If you learned to program before you learned to control a machine, ladder logic can feel like writing software with your hands tied behind your back. Structured text removes the ties. It looks like Pascal, reads like C, and lets you express sequencing, math, and data-handling logic the way you’d naturally think about it – as statements, conditions, and loops rather than as contacts and coils strung across a rung.

structured text programming

This article is a practical, hands-on introduction to structured text as defined by IEC 61131-3, the international standard that governs all five standard PLC programming languages. You’ll learn the core syntax, work through a realistic batch-mixing sequence from start to finish, and get a clear-eyed comparison of when ST is genuinely the better tool and when ladder logic still wins. By the end, you should be able to read and write basic ST programs in CODESYS, TIA Portal, or Studio 5000 with confidence.

What Is Structured Text and Why It’s Growing in Popularity

Structured text is one of the five programming languages formally defined by IEC 61131-3, the standard that unifies how industrial control logic is written across vendors. The other four are ladder diagram (LD), function block diagram (FBD), sequential function chart (SFC), and instruction list (IL, now largely deprecated). ST is the only one of the five that is purely textual – no rungs, no graphical blocks, just lines of code organized into statements.

Syntactically, ST borrows heavily from Pascal: assignment uses “:=”, statements end in a semicolon, and blocks are closed with explicit keywords like END_IF and END_FOR rather than braces or indentation. If you’ve written Pascal, Delphi, or even VBA, the shape of the language will feel immediately familiar. If your background is C-style languages, the logic maps over easily even though the punctuation is different.
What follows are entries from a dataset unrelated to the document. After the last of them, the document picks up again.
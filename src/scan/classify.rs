//! Classification of candidate links against brands and occupying deals.
//!
//! Pure: the same links, brands and deals always give the same items in the
//! same order (links first, then missing deals by id).

use std::collections::HashSet;

use log::debug;

use crate::config::{CONFIDENCE_DEAL_DRIFT, CONFIDENCE_VERIFIED};
use crate::domain::link_domain;
use crate::matching::{match_brand, match_deal};
use crate::parse::ExtractedLink;
use crate::storage::models::{BrandInfo, DealInfo, ScanItemType};
use crate::storage::NewScanItem;

fn found(link: &ExtractedLink, item_type: ScanItemType) -> NewScanItem {
    NewScanItem {
        item_type,
        found_url: Some(link.url.clone()),
        found_anchor: Some(link.anchor.clone()),
        matched_deal_id: None,
        matched_brand_id: None,
        confidence: None,
        notes: String::new(),
    }
}

/// Classifies each candidate link, then reports every occupying deal no link
/// accounted for as missing.
pub fn classify_links(
    candidates: &[ExtractedLink],
    brands: &[BrandInfo],
    deals: &[DealInfo],
) -> Vec<NewScanItem> {
    let mut matched_deal_ids = HashSet::new();
    let mut items = Vec::with_capacity(candidates.len() + deals.len());

    for link in candidates {
        let brand_match = match_brand(link, brands);

        let item = if let Some(deal_match) = match_deal(link, deals) {
            let deal = deal_match.deal;
            matched_deal_ids.insert(deal.id);
            let recorded_domain = link_domain(&deal.affiliate_link);

            if link.domain != recorded_domain {
                NewScanItem {
                    matched_deal_id: Some(deal.id),
                    matched_brand_id: Some(brand_match.as_ref().map_or(deal.brand_id, |b| b.brand.id)),
                    confidence: Some(
                        brand_match
                            .as_ref()
                            .map_or(CONFIDENCE_DEAL_DRIFT, |b| b.confidence),
                    ),
                    notes: format!(
                        "matched deal {} by {}, but link domain {} differs from recorded {}",
                        deal.id, deal_match.kind, link.domain, recorded_domain
                    ),
                    ..found(link, ScanItemType::Replacement)
                }
            } else {
                NewScanItem {
                    matched_deal_id: Some(deal.id),
                    matched_brand_id: Some(deal.brand_id),
                    confidence: Some(CONFIDENCE_VERIFIED),
                    notes: format!("matched deal {} by {}", deal.id, deal_match.kind),
                    ..found(link, ScanItemType::Verified)
                }
            }
        } else if let Some(brand_match) = brand_match {
            let brand = brand_match.brand;
            match deals.iter().find(|d| d.brand_id == brand.id) {
                Some(existing) => {
                    matched_deal_ids.insert(existing.id);
                    NewScanItem {
                        matched_deal_id: Some(existing.id),
                        matched_brand_id: Some(brand.id),
                        confidence: Some(brand_match.confidence),
                        notes: format!(
                            "brand {} recognized, but link does not match deal {} ({})",
                            brand.name, existing.id, existing.affiliate_link
                        ),
                        ..found(link, ScanItemType::Replacement)
                    }
                }
                None => NewScanItem {
                    matched_brand_id: Some(brand.id),
                    confidence: Some(brand_match.confidence),
                    notes: format!("brand {} recognized, no active deal on this asset", brand.name),
                    ..found(link, ScanItemType::NewUnmatched)
                },
            }
        } else {
            NewScanItem {
                notes: "no matching brand or deal".to_string(),
                ..found(link, ScanItemType::NewUnmatched)
            }
        };

        debug!("Classified {} as {}", link.url, item.item_type);
        items.push(item);
    }

    for deal in deals {
        if matched_deal_ids.contains(&deal.id) {
            continue;
        }
        items.push(NewScanItem {
            item_type: ScanItemType::Missing,
            found_url: None,
            found_anchor: None,
            matched_deal_id: Some(deal.id),
            matched_brand_id: Some(deal.brand_id),
            confidence: None,
            notes: format!("expected link {} not found on page", deal.affiliate_link),
        });
    }

    items
}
Its popularity is rising for a specific reason: modern automation projects increasingly involve logic that is naturally algorithmic rather than naturally relay-based. Recipe management, batch sequencing, PID auto-tuning routines, string handling for barcode and recipe data, table lookups, and iterative math all become dramatically shorter and easier to audit in ST than in ladder. A calculation that might take fifteen rungs of ladder to express can often be written as three or four lines of ST. As more engineers move into automation from software backgrounds – and as machines get more data-driven – that gap matters.

None of this makes ladder obsolete. It means ST has earned a permanent seat next to it, used where it’s the better tool rather than as a wholesale replacement.

Basic ST Syntax: Variables, Assignment, and Comments

Every ST program is built from variable declarations, assignment statements, and comments. Variables are declared in a VAR block and given an explicit IEC 61131-3 data type – there’s no type inference, and that’s deliberate. In a safety-relevant control system, explicit typing catches mistakes at compile time rather than at runtime on a live machine.

VAR

    MixerSpeed    : REAL := 0.0;      // motor speed setpoint, % 

    TankLevel     : REAL;             // current level, % 

    BatchCount    : INT := 0;         // batches completed today 

    MixerRunning  : BOOL := FALSE;    // motor run feedback 

    RecipeName    : STRING(20);       // active recipe label 

END_VAR

A few conventions to notice. The walrus-style := operator is used for assignment – a plain = is reserved for comparison inside conditions, which trips up almost everyone coming from Python or JavaScript on day one. Double slashes (//) start a single-line comment, and (* … *) wraps a multi-line block comment, a holdover from Pascal that most modern editors still support.

MixerSpeed := 75.0; // assignment

IF MixerSpeed = 75.0 THEN    // comparison, not assignment 

    MixerRunning := TRUE; 

END_IF;

Every executable statement ends in a semicolon, including the closing keyword of IF, FOR, WHILE, and CASE blocks. Forgetting a semicolon is the single most common beginner error and usually the first thing to check when a compiler error points at a line that looks completely correct.

IF/THEN/ELSE and CASE Statements Explained

Conditional logic in ST reads close to plain English. A simple IF/THEN/ELSE block:

IF TankLevel >= 95.0 THEN

    InletValve := FALSE; 

    HighLevelAlarm := TRUE; 

ELSIF TankLevel >= 80.0 THEN 

    InletValve := TRUE; 

    HighLevelAlarm := FALSE; 

ELSE 

    InletValve := TRUE; 

    HighLevelAlarm := FALSE; 

END_IF;

Note the spelling: ELSIF, not ELSEIF or ELIF – one of the small syntax details that differs by vendor tolerance but is worth typing correctly from the start. Conditions can be chained with AND, OR, XOR, and NOT, and parentheses control precedence exactly as you’d expect from any structured language.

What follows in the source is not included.